TASK ITEM:
When a line in the entries below contains "still", tally it; give the tally with nothing added.

DATA TO PROCESS:

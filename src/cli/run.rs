//! `gantry run` - Execute a stage graph definition
//!
//! Loads a definition, runs it to completion with command-backed
//! collaborators, and emits the sealed run report as JSON.

use anyhow::{Context, Result};
use gantry::{
    Collaborators, CommandSource, EngineConfig, GraphDefinition, RunStatus, SilentGate,
    SourceControl, StageGraphRunner,
};
use std::fs;
use std::path::{Path, PathBuf};
use std::sync::Arc;

/// Options for one CLI-driven run
#[derive(Debug, Default)]
pub struct RunOptions {
    /// Worker-pool override
    pub max_parallel: Option<usize>,
    /// Default per-step timeout override, in seconds
    pub step_timeout: Option<u64>,
    /// Command resolving the revision id for checkout steps
    pub checkout_command: Option<String>,
    /// Report destination; stdout when unset
    pub output: Option<PathBuf>,
}

/// Run a definition file to completion and emit the report.
///
/// Gates resolve by deadline expiry on the CLI; delivering external
/// verdicts needs the library API and a gate handle.
///
/// # Errors
///
/// Returns an error when the definition cannot be loaded or is rejected,
/// or when the report cannot be written. Step failures are reported
/// through the returned status, not as errors.
pub fn run_definition(file: &Path, options: &RunOptions) -> Result<RunStatus> {
    let definition = GraphDefinition::from_path(file)
        .map_err(|e| anyhow::anyhow!(e))
        .with_context(|| format!("Failed to load definition: {}", file.display()))?;

    let mut config = EngineConfig::default();
    if let Some(max_parallel) = options.max_parallel {
        config.max_parallel = Some(max_parallel);
    }
    if let Some(step_timeout) = options.step_timeout {
        config.default_step_timeout_secs = step_timeout;
    }

    let source: Arc<dyn SourceControl> = match &options.checkout_command {
        Some(command) => Arc::new(CommandSource::new(command.clone())),
        None => Arc::new(CommandSource::default()),
    };
    let runner = StageGraphRunner::new(config, Collaborators::new(source, Arc::new(SilentGate)));

    let runtime = tokio::runtime::Runtime::new().context("Failed to start async runtime")?;
    let report = runtime.block_on(runner.run(&definition))?;

    let json = serde_json::to_string_pretty(&report.to_json())
        .context("Failed to render run report")?;
    match &options.output {
        Some(path) => fs::write(path, json)
            .with_context(|| format!("Failed to write report to: {}", path.display()))?,
        None => println!("{json}"),
    }

    Ok(report.status())
}
//! Sync run history

use super::SqliteDirectoryStore;
use crate::error::{DirectoryError, Result};
use crate::models::{SyncRunRecord, SyncRunStatus};
use async_trait::async_trait;
use sqlx::FromRow;

#[async_trait]
pub trait SyncRunRepository: Send + Sync {
    /// Persist a new run record
    ///
    /// # Errors
    ///
    /// Returns an error if the connection does not exist
    async fn insert_sync_run(&self, run: &SyncRunRecord) -> Result<()>;

    /// Write the run's status, counters and completion fields
    ///
    /// # Errors
    ///
    /// Returns `NotFound` if the run does not exist
    async fn update_sync_run(&self, run: &SyncRunRecord) -> Result<()>;

    async fn find_sync_run(&self, id: &str) -> Result<Option<SyncRunRecord>>;

    /// Runs started at or after `since`, newest first.
    async fn list_recent_sync_runs(&self, since: i64, limit: u32) -> Result<Vec<SyncRunRecord>>;

    /// Runs still `running` that started before `started_before`.
    async fn list_stale_sync_runs(&self, started_before: i64) -> Result<Vec<SyncRunRecord>>;
}

#[derive(Debug, FromRow)]
struct SyncRunRow {
    id: String,
    connection_id: String,
    kind: String,
    status: String,
    started_at: i64,
    completed_at: Option<i64>,
    duration_secs: Option<i64>,
    records_processed: i64,
    records_created: i64,
    records_updated: i64,
    records_failed: i64,
    error_message: Option<String>,
}

impl TryFrom<SyncRunRow> for SyncRunRecord {
    type Error = DirectoryError;

    fn try_from(row: SyncRunRow) -> Result<Self> {
        Ok(SyncRunRecord {
            id: row.id,
            connection_id: row.connection_id,
            kind: row.kind.parse()?,
            status: row.status.parse()?,
            started_at: row.started_at,
            completed_at: row.completed_at,
            duration_secs: row.duration_secs,
            records_processed: row.records_processed,
            records_created: row.records_created,
            records_updated: row.records_updated,
            records_failed: row.records_failed,
            error_message: row.error_message,
        })
    }
}

const SYNC_RUN_COLUMNS: &str = "id, connection_id, kind, status, started_at, completed_at, \
     duration_secs, records_processed, records_created, records_updated, records_failed, \
     error_message";

#[async_trait]
impl SyncRunRepository for SqliteDirectoryStore {
    async fn insert_sync_run(&self, run: &SyncRunRecord) -> Result<()> {
        sqlx::query(
            r#"
            INSERT INTO sync_runs (
                id, connection_id, kind, status, started_at, completed_at, duration_secs,
                records_processed, records_created, records_updated, records_failed,
                error_message
            ) VALUES (?, ?, ?, ?, ?, ?, ?, ?, ?, ?, ?, ?)
            "#,
        )
        .bind(&run.id)
        .bind(&run.connection_id)
        .bind(run.kind.as_str())
        .bind(run.status.as_str())
        .bind(run.started_at)
        .bind(run.completed_at)
        .bind(run.duration_secs)
        .bind(run.records_processed)
        .bind(run.records_created)
        .bind(run.records_updated)
        .bind(run.records_failed)
        .bind(&run.error_message)
        .execute(&self.pool)
        .await?;

        Ok(())
    }

    async fn update_sync_run(&self, run: &SyncRunRecord) -> Result<()> {
        let result = sqlx::query(
            r#"
            UPDATE sync_runs SET
                status = ?, completed_at = ?, duration_secs = ?,
                records_processed = ?, records_created = ?, records_updated = ?,
                records_failed = ?, error_message = ?
            WHERE id = ?
            "#,
        )
        .bind(run.status.as_str())
        .bind(run.completed_at)
        .bind(run.duration_secs)
        .bind(run.records_processed)
        .bind(run.records_created)
        .bind(run.records_updated)
        .bind(run.records_failed)
        .bind(&run.error_message)
        .bind(&run.id)
        .execute(&self.pool)
        .await?;

        if result.rows_affected() == 0 {
            return Err(DirectoryError::not_found("SyncRun", &run.id));
        }

        Ok(())
    }

    async fn find_sync_run(&self, id: &str) -> Result<Option<SyncRunRecord>> {
        let row = sqlx::query_as::<_, SyncRunRow>(&format!(
            "SELECT {} FROM sync_runs WHERE id = ?",
            SYNC_RUN_COLUMNS
        ))
        .bind(id)
        .fetch_optional(&self.pool)
        .await?;

        row.map(SyncRunRecord::try_from).transpose()
    }

    async fn list_recent_sync_runs(&self, since: i64, limit: u32) -> Result<Vec<SyncRunRecord>> {
        let rows = sqlx::query_as::<_, SyncRunRow>(&format!(
            "SELECT {} FROM sync_runs WHERE started_at >= ?
             ORDER BY started_at DESC, rowid DESC LIMIT ?",
            SYNC_RUN_COLUMNS
        ))
        .bind(since)
        .bind(i64::from(limit))
        .fetch_all(&self.pool)
        .await?;

        rows.into_iter()
            .map(SyncRunRecord::try_from)
            .collect::<Result<Vec<_>>>()
    }

    async fn list_stale_sync_runs(&self, started_before: i64) -> Result<Vec<SyncRunRecord>> {
        let rows = sqlx::query_as::<_, SyncRunRow>(&format!(
            "SELECT {} FROM sync_runs WHERE status = ? AND started_at < ? ORDER BY started_at",
            SYNC_RUN_COLUMNS
        ))
        .bind(SyncRunStatus::Running.as_str())
        .bind(started_before)
        .fetch_all(&self.pool)
        .await?;

        rows.into_iter()
            .map(SyncRunRecord::try_from)
            .collect::<Result<Vec<_>>>()
    }
}
//! # Core Configuration Module
//!
//! Provides configuration management for the identity sync core.
//!
//! ## Overview
//!
//! The configuration system uses a builder pattern to construct a `CoreConfig`
//! instance that holds the injected bridges and every tunable of the request
//! client and the sync orchestrator. Validation is fail-fast: `build()` refuses
//! values that would stall or disable syncing.
//!
//! ## Required Dependencies
//!
//! - `HttpClient` - Transport used by every connector. With the
//!   `desktop-shims` feature a `ReqwestHttpClient` is injected when none is
//!   provided.
//!
//! ## Usage
//!
//! ```ignore
//! use core_runtime::config::CoreConfig;
//! use std::time::Duration;
//!
//! let config = CoreConfig::builder()
//!     .database_path("/var/lib/idsync/directory.db")
//!     .max_concurrent_syncs(8)
//!     .sync_timeout(Duration::from_secs(30 * 60))
//!     .build()?;
//! ```

use crate::error::{Error, Result};
use bridge_traits::{Clock, HttpClient, RetryPolicy, SystemClock};
use std::path::PathBuf;
use std::sync::Arc;
use std::time::Duration;

/// Default interval between scheduled syncs of one connection.
pub const DEFAULT_SYNC_INTERVAL_MINUTES: i64 = 60;

/// Hard ceiling on pages fetched by a single paginated listing.
pub const DEFAULT_MAX_PAGES: usize = 100;

/// Orchestrator tunables.
#[derive(Debug, Clone, PartialEq)]
pub struct SyncSettings {
    /// Interval used when a connection has none configured (or it is unparsable)
    pub default_interval_minutes: i64,
    /// Connections synced in parallel during a batch
    pub max_concurrent_syncs: usize,
    /// Deadline for one connection's sync
    pub sync_timeout: Duration,
    /// Age after which a run still marked running is considered abandoned
    pub stale_run_timeout: Duration,
    /// Number of runs returned by the fleet health summary
    pub recent_runs_limit: u32,
    /// Look-back window for the fleet health summary
    pub recent_runs_window: Duration,
    /// Period of the background scheduler
    pub scheduler_tick: Duration,
}

impl Default for SyncSettings {
    fn default() -> Self {
        Self {
            default_interval_minutes: DEFAULT_SYNC_INTERVAL_MINUTES,
            max_concurrent_syncs: 4,
            sync_timeout: Duration::from_secs(60 * 60),
            stale_run_timeout: Duration::from_secs(2 * 60 * 60),
            recent_runs_limit: 10,
            recent_runs_window: Duration::from_secs(24 * 60 * 60),
            scheduler_tick: Duration::from_secs(60),
        }
    }
}

impl SyncSettings {
    pub fn validate(&self) -> Result<()> {
        if self.default_interval_minutes < 1 {
            return Err(Error::Config(
                "Default sync interval must be at least 1 minute".to_string(),
            ));
        }

        if self.max_concurrent_syncs == 0 {
            return Err(Error::Config(
                "max_concurrent_syncs must be at least 1".to_string(),
            ));
        }

        if self.sync_timeout.is_zero() {
            return Err(Error::Config(
                "Sync timeout must be greater than zero".to_string(),
            ));
        }

        if self.stale_run_timeout < self.sync_timeout {
            return Err(Error::Config(
                "Stale run timeout must not be shorter than the sync timeout, \
                 otherwise live runs would be reconciled as abandoned"
                    .to_string(),
            ));
        }

        if self.scheduler_tick.is_zero() {
            return Err(Error::Config(
                "Scheduler tick must be greater than zero".to_string(),
            ));
        }

        Ok(())
    }
}

/// Core configuration for the identity sync core.
///
/// Use [`CoreConfigBuilder`] to construct instances.
#[derive(Clone)]
pub struct CoreConfig {
    /// Path to the SQLite database file, `None` for an in-memory database
    pub database_path: Option<PathBuf>,

    /// HTTP transport shared by all connectors
    pub http_client: Arc<dyn HttpClient>,

    /// Wall-clock source for persisted timestamps
    pub clock: Arc<dyn Clock>,

    /// Retry, backoff and throttling policy of the request client
    pub retry_policy: RetryPolicy,

    /// Safety cap on pages per paginated listing
    pub max_pages: usize,

    /// Orchestrator tunables
    pub sync: SyncSettings,

    /// Broadcast buffer of the event bus
    pub event_buffer_size: usize,
}

impl std::fmt::Debug for CoreConfig {
    fn fmt(&self, f: &mut std::fmt::Formatter<'_>) -> std::fmt::Result {
        f.debug_struct("CoreConfig")
            .field("database_path", &self.database_path)
            .field("http_client", &"HttpClient { ... }")
            .field("clock", &"Clock { ... }")
            .field("retry_policy", &self.retry_policy)
            .field("max_pages", &self.max_pages)
            .field("sync", &self.sync)
            .field("event_buffer_size", &self.event_buffer_size)
            .finish()
    }
}

impl CoreConfig {
    /// Creates a new builder for constructing a `CoreConfig`.
    pub fn builder() -> CoreConfigBuilder {
        CoreConfigBuilder::default()
    }

    /// Validates the configuration and returns an error if invalid.
    pub fn validate(&self) -> Result<()> {
        if let Some(path) = &self.database_path {
            if path.as_os_str().is_empty() {
                return Err(Error::Config("Database path cannot be empty".to_string()));
            }
        }

        if self.retry_policy.max_attempts == 0 {
            return Err(Error::Config(
                "Retry policy must allow at least one attempt".to_string(),
            ));
        }

        if self.retry_policy.request_timeout.is_zero() {
            return Err(Error::Config(
                "Request timeout must be greater than zero".to_string(),
            ));
        }

        if self.max_pages == 0 {
            return Err(Error::Config("max_pages must be at least 1".to_string()));
        }

        if self.event_buffer_size == 0 {
            return Err(Error::Config(
                "Event buffer size must be at least 1".to_string(),
            ));
        }

        self.sync.validate()
    }
}

#[cfg(feature = "desktop-shims")]
fn provide_default_http_client() -> Result<Arc<dyn HttpClient>> {
    let client = bridge_desktop::ReqwestHttpClient::new().map_err(|e| Error::CapabilityMissing {
        capability: "HttpClient".to_string(),
        message: format!("Failed to create default ReqwestHttpClient: {}", e),
    })?;
    Ok(Arc::new(client))
}

#[cfg(not(feature = "desktop-shims"))]
fn provide_default_http_client() -> Result<Arc<dyn HttpClient>> {
    Err(Error::CapabilityMissing {
        capability: "HttpClient".to_string(),
        message: "HttpClient implementation is required for connector traffic. \
                 Desktop/server: enable the 'desktop-shims' feature to use ReqwestHttpClient. \
                 Embedded hosts: inject an adapter with .http_client()."
            .to_string(),
    })
}

/// Builder for constructing [`CoreConfig`] instances.
#[derive(Default)]
pub struct CoreConfigBuilder {
    database_path: Option<PathBuf>,
    in_memory: bool,
    http_client: Option<Arc<dyn HttpClient>>,
    clock: Option<Arc<dyn Clock>>,
    retry_policy: Option<RetryPolicy>,
    max_pages: Option<usize>,
    sync: SyncSettings,
    event_buffer_size: Option<usize>,
}

impl CoreConfigBuilder {
    /// Sets the database path.
    pub fn database_path<P: Into<PathBuf>>(mut self, path: P) -> Self {
        self.database_path = Some(path.into());
        self.in_memory = false;
        self
    }

    /// Use an in-memory database instead of a file.
    pub fn in_memory(mut self) -> Self {
        self.database_path = None;
        self.in_memory = true;
        self
    }

    pub fn http_client(mut self, client: Arc<dyn HttpClient>) -> Self {
        self.http_client = Some(client);
        self
    }

    pub fn clock(mut self, clock: Arc<dyn Clock>) -> Self {
        self.clock = Some(clock);
        self
    }

    pub fn retry_policy(mut self, policy: RetryPolicy) -> Self {
        self.retry_policy = Some(policy);
        self
    }

    pub fn max_pages(mut self, max_pages: usize) -> Self {
        self.max_pages = Some(max_pages);
        self
    }

    /// Interval applied to connections without a usable interval of their own.
    ///
    /// Default: 60 minutes
    pub fn default_sync_interval_minutes(mut self, minutes: i64) -> Self {
        self.sync.default_interval_minutes = minutes;
        self
    }

    /// Maximum number of connections synced concurrently.
    ///
    /// Default: 4
    pub fn max_concurrent_syncs(mut self, limit: usize) -> Self {
        self.sync.max_concurrent_syncs = limit;
        self
    }

    /// Deadline for one connection's sync.
    ///
    /// Default: 1 hour
    pub fn sync_timeout(mut self, timeout: Duration) -> Self {
        self.sync.sync_timeout = timeout;
        self
    }

    /// Age after which a `running` run is reconciled as abandoned.
    ///
    /// Default: 2 hours
    pub fn stale_run_timeout(mut self, timeout: Duration) -> Self {
        self.sync.stale_run_timeout = timeout;
        self
    }

    /// Shape of the recent-run list in the fleet health summary.
    ///
    /// Default: 10 runs from the last 24 hours
    pub fn recent_runs(mut self, limit: u32, window: Duration) -> Self {
        self.sync.recent_runs_limit = limit;
        self.sync.recent_runs_window = window;
        self
    }

    pub fn scheduler_tick(mut self, tick: Duration) -> Self {
        self.sync.scheduler_tick = tick;
        self
    }

    pub fn sync_settings(mut self, settings: SyncSettings) -> Self {
        self.sync = settings;
        self
    }

    pub fn event_buffer_size(mut self, size: usize) -> Self {
        self.event_buffer_size = Some(size);
        self
    }

    /// Builds the final `CoreConfig` instance.
    ///
    /// # Errors
    ///
    /// Returns an error if:
    /// - Neither a database path nor `in_memory()` was given
    /// - No `HttpClient` is available
    /// - Any tunable is out of range
    pub fn build(self) -> Result<CoreConfig> {
        if self.database_path.is_none() && !self.in_memory {
            return Err(Error::Config(
                "Database path is required. Use .database_path() or .in_memory().".to_string(),
            ));
        }

        let http_client = match self.http_client {
            Some(client) => client,
            None => provide_default_http_client()?,
        };

        let config = CoreConfig {
            database_path: self.database_path,
            http_client,
            clock: self.clock.unwrap_or_else(|| Arc::new(SystemClock)),
            retry_policy: self.retry_policy.unwrap_or_default(),
            max_pages: self.max_pages.unwrap_or(DEFAULT_MAX_PAGES),
            sync: self.sync,
            event_buffer_size: self
                .event_buffer_size
                .unwrap_or(crate::events::DEFAULT_EVENT_BUFFER_SIZE),
        };

        config.validate()?;

        Ok(config)
    }
}

#[cfg(test)]
mod tests {
    use super::*;
    use async_trait::async_trait;
    use bridge_traits::{BridgeError, HttpRequest, HttpResponse};

    struct StubHttpClient;

    #[async_trait]
    impl HttpClient for StubHttpClient {
        async fn execute(&self, _request: HttpRequest) -> std::result::Result<HttpResponse, BridgeError> {
            Ok(HttpResponse::new(200, "{}"))
        }
    }

    fn builder() -> CoreConfigBuilder {
        CoreConfig::builder().http_client(Arc::new(StubHttpClient))
    }

    #[test]
    fn test_builder_requires_database_location() {
        let result = builder().build();
        assert!(matches!(result, Err(Error::Config(msg)) if msg.contains("Database path")));
    }

    #[test]
    fn test_builder_with_defaults() {
        let config = builder().database_path("/tmp/directory.db").build().unwrap();

        assert_eq!(config.database_path, Some(PathBuf::from("/tmp/directory.db")));
        assert_eq!(config.max_pages, 100);
        assert_eq!(config.retry_policy, RetryPolicy::default());
        assert_eq!(config.sync, SyncSettings::default());
        assert_eq!(config.sync.default_interval_minutes, 60);
        assert_eq!(config.event_buffer_size, 100);
    }

    #[test]
    fn test_in_memory_overrides_path() {
        let config = builder()
            .database_path("/tmp/directory.db")
            .in_memory()
            .build()
            .unwrap();
        assert!(config.database_path.is_none());
    }

    #[cfg(not(feature = "desktop-shims"))]
    #[test]
    fn test_builder_requires_http_client() {
        let result = CoreConfig::builder().in_memory().build();
        assert!(matches!(
            result,
            Err(Error::CapabilityMissing { capability, .. }) if capability == "HttpClient"
        ));
    }

    #[test]
    fn test_validate_rejects_zero_attempts() {
        let result = builder()
            .in_memory()
            .retry_policy(RetryPolicy {
                max_attempts: 0,
                ..RetryPolicy::default()
            })
            .build();
        assert!(result.is_err());
    }

    #[test]
    fn test_validate_rejects_zero_concurrency() {
        let result = builder().in_memory().max_concurrent_syncs(0).build();
        assert!(matches!(result, Err(Error::Config(msg)) if msg.contains("max_concurrent_syncs")));
    }

    #[test]
    fn test_validate_rejects_stale_timeout_below_sync_timeout() {
        let result = builder()
            .in_memory()
            .sync_timeout(Duration::from_secs(600))
            .stale_run_timeout(Duration::from_secs(300))
            .build();
        assert!(result.is_err());
    }

    #[test]
    fn test_validate_rejects_zero_pages() {
        assert!(builder().in_memory().max_pages(0).build().is_err());
    }

    #[test]
    fn test_custom_sync_settings() {
        let config = builder()
            .in_memory()
            .default_sync_interval_minutes(15)
            .max_concurrent_syncs(2)
            .recent_runs(5, Duration::from_secs(3600))
            .build()
            .unwrap();

        assert_eq!(config.sync.default_interval_minutes, 15);
        assert_eq!(config.sync.max_concurrent_syncs, 2);
        assert_eq!(config.sync.recent_runs_limit, 5);
        assert_eq!(config.sync.recent_runs_window, Duration::from_secs(3600));
    }

    #[test]
    fn test_config_is_cloneable() {
        let config = builder().in_memory().build().unwrap();
        let cloned = config.clone();
        assert_eq!(cloned.max_pages, config.max_pages);
        assert!(format!("{:?}", cloned).contains("HttpClient { ... }"));
    }
}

WRITTEN ANSWER:
2